Airtel to shut 3G by December: CFO

NEW DELHI: India’s third largest operator by subscriber numbers, Airtel, will shut down its entire 3G network between December to March of the current fiscal, the company’s Chief Financial Officer (CFO) Badal Bagri has told analysts.

Shutting Down Of 3G Networks

“We are in the process of shutting down our 3G networks. We have experimented quite boldly in Calcutta to really shut off the 3G network altogether and refound the 900 megahertz, which is adding on 3G on LTE. That worked very well for us. By September, I think, there will be another 6 or 7 circles that will get shut down,” Bagri said.

“Between December and March, the entire 3G network should be shut down. We now have a plan to pretty much shut the 3G networks across the country by December. So you will see a lot of action in this quarter. We have anywhere between 10 and 15 megahertz of 2,100 band spectrum in most circles.

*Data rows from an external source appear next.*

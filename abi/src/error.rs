//! Kernel error kinds shared across every component boundary.
//!
//! `KError` is the single `E` type for `Result<T, KError>` everywhere in the
//! workspace. Errors are values — there are no kernel exceptions. A fault
//! that indicates kernel-internal corruption (a stale pointer, a poisoned
//! invariant) is a bug and panics by contract rather than returning a
//! `KError`; these variants are for conditions a well-behaved caller is
//! expected to observe and handle.

use core::fmt;

/// The twelve error kinds surfaced across component boundaries.
#[repr(u8)]
#[derive(Clone, Copy, Debug, PartialEq, Eq)]
pub enum KError {
    /// Out of memory (frame allocator or kernel heap exhausted).
    NoMem = 0,
    /// No such entity (task, thread, phone, answerbox, region...).
    NoEnt = 1,
    /// Resource is busy / operation would need to wait without blocking.
    Busy = 2,
    /// The target already exists (e.g. an overlapping region).
    AlreadyExists = 3,
    /// Arguments failed validation.
    Invalid = 4,
    /// Caller lacks permission for the requested operation.
    Perm = 5,
    /// A counter or capacity would overflow.
    Overflow = 6,
    /// A memory access violated region protection or found no region.
    Fault = 7,
    /// A timed wait elapsed before its condition was satisfied.
    Timeout = 8,
    /// A blocked wait was cancelled via `interrupt_sleep`/`thread_interrupt`.
    Interrupted = 9,
    /// A non-blocking request could not complete immediately.
    WouldBlock = 10,
    /// The IPC peer (phone or answerbox) disappeared while a call was in flight.
    Hangup = 11,
}

impl KError {
    pub const fn as_str(self) -> &'static str {
        match self {
            KError::NoMem => "NoMem",
            KError::NoEnt => "NoEnt",
            KError::Busy => "Busy",
            KError::AlreadyExists => "AlreadyExists",
            KError::Invalid => "Invalid",
            KError::Perm => "Perm",
            KError::Overflow => "Overflow",
            KError::Fault => "Fault",
            KError::Timeout => "Timeout",
            KError::Interrupted => "Interrupted",
            KError::WouldBlock => "WouldBlock",
            KError::Hangup => "Hangup",
        }
    }

    /// Numeric encoding handed back to userspace from the syscall dispatch
    /// table (§6/§7: "syscalls return the error kind to userspace as an
    /// integer").
    #[inline]
    pub const fn to_raw(self) -> i64 {
        -(self as i64) - 1
    }
}

impl fmt::Display for KError {
    fn fmt(&self, f: &mut fmt::Formatter<'_>) -> fmt::Result {
        f.write_str(self.as_str())
    }
}

/// The workspace-wide result alias. Every fallible kernel-internal call
/// returns this; an unchecked failure that leads to a stale pointer or lock
/// is a bug, not a runtime condition (spec §7).
pub type KResult<T> = core::result::Result<T, KError>;
impl WaitQueue {
    /// Create a new empty wait queue.
    pub const fn new() -> Self {
        Self {
            inner: IrqMutex::new(WaitQueueInner::new()),
            generation: AtomicU32::new(0),
        }
    }

    /// Spec.md §4.2's `sleep(wq, timeout, flags)`.
    ///
    /// Suspends the calling thread until another thread calls
    /// `wake_one`/`wake_all`, the timeout expires, or (with
    /// `INTERRUPTIBLE`) `interrupt` is called on it.
    pub fn sleep(&self, timeout_ms: Option<u64>, flags: SleepFlags) -> SleepOutcome {
        let Some(hooks) = SCHEDULER_HOOKS.get() else {
            // No scheduler registered: there is nothing that could ever
            // wake us, so never actually block.
            return SleepOutcome::WouldBlock;
        };
        let me = (hooks.current_thread)();
        let interruptible = flags.contains(SleepFlags::INTERRUPTIBLE);

        {
            let mut inner = self.inner.lock();
            if inner.missed_wakeups > 0 {
                inner.missed_wakeups -= 1;
                crate::klog_debug!("waitqueue: sleep consumed missed wakeup");
                return SleepOutcome::OkAtomic;
            }
            if flags.contains(SleepFlags::NON_BLOCKING) {
                return SleepOutcome::WouldBlock;
            }
            if !inner.enqueue(me, interruptible) {
                crate::klog_debug!("waitqueue: full, cannot enqueue");
                return SleepOutcome::WouldBlock;
            }
            // (a) mark Sleeping, (b) snapshot context, (c) already linked
            // above under this same lock. The lock is dropped when this
            // block ends, then we "call the scheduler".
            //
            // SAFETY: the address recorded here is only read back while
            // `me` remains linked in this queue, which is only while this
            // stack frame (and therefore `self`, whether it's a `'static`
            // or a local throwaway queue) is still suspended, not unwound.
            // Every path that removes `me` from this queue also clears the
            // link slot first (see `wake_one`/`wake_all` and
            // `mk_core::task::ThreadTable::unlink_wait_queue`).
            let static_self: &'static WaitQueue = unsafe { core::mem::transmute(self) };
            (hooks.set_wait_queue_link)(me, Some(static_self));
        }

        crate::klog_debug!("waitqueue: thread blocking, timeout={:?}", timeout_ms);
        match (hooks.park_current)(timeout_ms) {
            ParkOutcome::Woken => SleepOutcome::OkBlocked,
            ParkOutcome::TimedOut => {
                // Race between timeout and wake: if we're still linked,
                // the timeout wins and we remove ourselves. If a wake
                // already dequeued us, wake wins silently.
                let mut inner = self.inner.lock();
                if inner.remove(me).is_some() {
                    crate::klog_debug!("waitqueue: timed out");
                    SleepOutcome::Timeout
                } else {
                    SleepOutcome::OkBlocked
                }
            }
            ParkOutcome::Interrupted => {
                let mut inner = self.inner.lock();
                inner.remove(me);
                crate::klog_debug!("waitqueue: interrupted");
                SleepOutcome::Interrupted
            }
        }
    }

    /// `wake_one(wq)`: dequeue the longest-waiting thread (FIFO) and place
    /// it on its home CPU's ready queue; if none is waiting, bank a
    /// missed wakeup.
    pub fn wake_one(&self) -> bool {
        let woken = {
            let mut inner = self.inner.lock();
            match inner.dequeue_oldest() {
                Some(thread) => Some(thread),
                None => {
                    inner.missed_wakeups = inner.missed_wakeups.saturating_add(1);
                    None
                }
            }
        };

        match woken {
            Some(thread) => {
                self.generation.fetch_add(1, Ordering::Relaxed);
                if let Some(hooks) = SCHEDULER_HOOKS.get() {
                    (hooks.set_wait_queue_link)(thread, None);
                    (hooks.wake)(thread);
                }
                true
            }
            None => false,
        }
    }

    /// `wake_all(wq)`: wake every waiter; on an empty queue, bank exactly
    /// one missed wakeup (not one per absent waiter).
    pub fn wake_all(&self) -> usize {
        let (count, threads) = {
            let mut inner = self.inner.lock();
            let (count, threads) = inner.dequeue_all();
            if count == 0 {
                inner.missed_wakeups = inner.missed_wakeups.saturating_add(1);
            }
            (count, threads)
        };

        if count > 0 {
            self.generation.fetch_add(1, Ordering::Relaxed);
            if let Some(hooks) = SCHEDULER_HOOKS.get() {
                for &thread in &threads[..count] {
                    (hooks.set_wait_queue_link)(thread, None);
                    (hooks.wake)(thread);
                }
            }
        }
        count
    }

    /// `interrupt_sleep(thread)`: affects `thread` only if it is currently
    /// linked in *this* queue with `INTERRUPTIBLE` set; otherwise a silent
    /// no-op. (The thread's TCB wait-queue link slot is what lets a
    /// caller find the right `WaitQueue` to call this on.)
    pub fn interrupt(&self, thread: ThreadId) -> bool {
        let was_interruptible = {
            let mut inner = self.inner.lock();
            match inner.waiters.iter().find(|s| matches!(s, Some(w) if w.thread == thread)) {
                Some(Some(w)) if w.interruptible => {
                    inner.remove(thread);
                    true
                }
                // Not interruptible, or not linked here at all: leave the
                // waiter exactly where it is. A true no-op, not a
                // remove-then-reinsert, since the latter would move it to
                // the back of FIFO order.
                _ => false,
            }
        };

        if was_interruptible {
            if let Some(hooks) = SCHEDULER_HOOKS.get() {
                (hooks.set_wait_queue_link)(thread, None);
                (hooks.wake)(thread);
            }
        }
        was_interruptible
    }

    /// Remove a specific thread from the wait queue unconditionally (e.g.
    /// task teardown while a thread is still linked).
    pub fn remove(&self, thread: ThreadId) -> bool {
        self.inner.lock().remove(thread).is_some()
    }

    /// Block the current thread until `condition()` returns `true`, using
    /// `sleep`/`wake_one` under the hood. Convenience wrapper matching the
    /// teacher's `wait_event` ergonomics.
    pub fn wait_event<F: Fn() -> bool>(&self, condition: F) -> bool {
        loop {
            if condition() {
                return true;
            }
            match self.sleep(None, SleepFlags::empty()) {
                SleepOutcome::OkBlocked | SleepOutcome::OkAtomic => {}
                SleepOutcome::WouldBlock | SleepOutcome::Timeout | SleepOutcome::Interrupted => {
                    return false;
                }
            }
        }
    }

    /// As [`Self::wait_event`], but gives up after `timeout_ms`.
    pub fn wait_event_timeout<F: Fn() -> bool>(&self, condition: F, timeout_ms: u64) -> bool {
        if condition() {
            return true;
        }
        match self.sleep(Some(timeout_ms), SleepFlags::empty()) {
            SleepOutcome::OkBlocked | SleepOutcome::OkAtomic => condition(),
            SleepOutcome::WouldBlock | SleepOutcome::Timeout | SleepOutcome::Interrupted => false,
        }
    }

    pub fn has_waiters(&self) -> bool {
        !self.inner.lock().is_empty()
    }

    pub fn waiter_count(&self) -> usize {
        self.inner.lock().count()
    }

    pub fn missed_wakeups(&self) -> u32 {
        self.inner.lock().missed_wakeups
    }

    /// Get the wake generation counter (for debugging / testing).
    pub fn generation(&self) -> u32 {
        self.generation.load(Ordering::Relaxed)
    }
}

“It’s a very, very good mid-band spectrum once you are able to get 10 megahertz going and that see-through capacity for a period of time. And the second part of the capex will continue to be some loading on the 2,300 band, because 1,800 band is pretty much deployed all across the country”, he added.

Huge Loss

Telecom major Bharti Airtel posted a huge loss of Rs 2,866 crore for the first quarter of fiscal 2020 against a profit of Rs 97.30 crore in the same period last year. The company witnessed an exceptional loss of Rs 1,469.40 crore in the June quarter against Rs 362.10 crore in the same period last year. But its average revenue per user (ARPU) rose to Rs 129 in the June quarter from Rs 105 in the same quarter a year ago.

Co’s Customer Base

The company’s overall customer base at the end of June quarter stood at 403.7 million across 16 countries, down 10.9 per cent on a yearly basis.

The company’s earnings before interest, tax, depreciation and amortization (Ebitda) came in at Rs 8,500 crore in the June quarter, up 24.2 per cent. Ebitda margin was up 6.4 per cent in the first quarter.

The telco said it is always making effort to raise the ARPU.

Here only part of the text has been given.